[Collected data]
*** Block opens ***

use chrono::{DateTime, Duration, Utc};

use crate::config::ROLLING_WINDOW_SECS;
use crate::pipeline::growth::GrowthRecord;

pub fn rolling_window() -> Duration {
    Duration::seconds(ROLLING_WINDOW_SECS)
}

/// Running sum with Neumaier compensation, so adding and later removing the
/// same fractional deltas does not leave rounding residue behind.
#[derive(Debug, Default, Clone, Copy)]
struct CompensatedSum {
    sum: f64,
    compensation: f64,
}

impl CompensatedSum {
    fn add(&mut self, x: f64) {
        let t = self.sum + x;
        if self.sum.abs() >= x.abs() {
            self.compensation += (self.sum - t) + x;
        } else {
            self.compensation += (x - t) + self.sum;
        }
        self.sum = t;
    }

    fn value(&self) -> f64 {
        self.sum + self.compensation
    }
}

/// Trailing time-window sums of `sales_delta`, one per record.
///
/// `records` must be sorted by `observed_at` (as `compute_growth` returns them).
/// The window for record `i` is `[t_i - window, t_i]`, inclusive at both ends,
/// so later records sharing `t_i` are counted too. Two monotonic pointers keep
/// this linear in the number of records. When every earlier record has left
/// the window the sum restarts from the records just added.
pub fn rolling_sums(records: &[GrowthRecord], window: Duration) -> Vec<f64> {
    let times: Vec<DateTime<Utc>> = records.iter().map(|r| r.snapshot.observed_at).collect();
    debug_assert!(times.windows(2).all(|w| w[0] <= w[1]), "records must be time-ordered");

    let mut sums = Vec::with_capacity(records.len());
    let mut start = 0usize;
    let mut end = 0usize;
    let mut sum = CompensatedSum::default();

    for &t in &times {
        let added_from = end;
        while end < records.len() && times[end] <= t {
            sum.add(records[end].sales_delta);
            end += 1;
        }
        while t - times[start] > window {
            sum.add(-records[start].sales_delta);
            start += 1;
        }
        if start >= added_from {
            sum = CompensatedSum::default();
            for record in &records[start..end] {
                sum.add(record.sales_delta);
            }
        }
        sums.push(sum.value());
    }

    sums
}

pub fn rolling_24h_sales(records: &[GrowthRecord]) -> Vec<f64> {
    rolling_sums(records, rolling_window())
}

*** Block closes ***

Your goal: Retype exactly the lines from the start of the entries through the one with "later removing the"; include both ends.

Response:
use chrono::{DateTime, Duration, Utc};

use crate::config::ROLLING_WINDOW_SECS;
use crate::pipeline::growth::GrowthRecord;

pub fn rolling_window() -> Duration {
    Duration::seconds(ROLLING_WINDOW_SECS)
}

/// Running sum with Neumaier compensation, so adding and later removing the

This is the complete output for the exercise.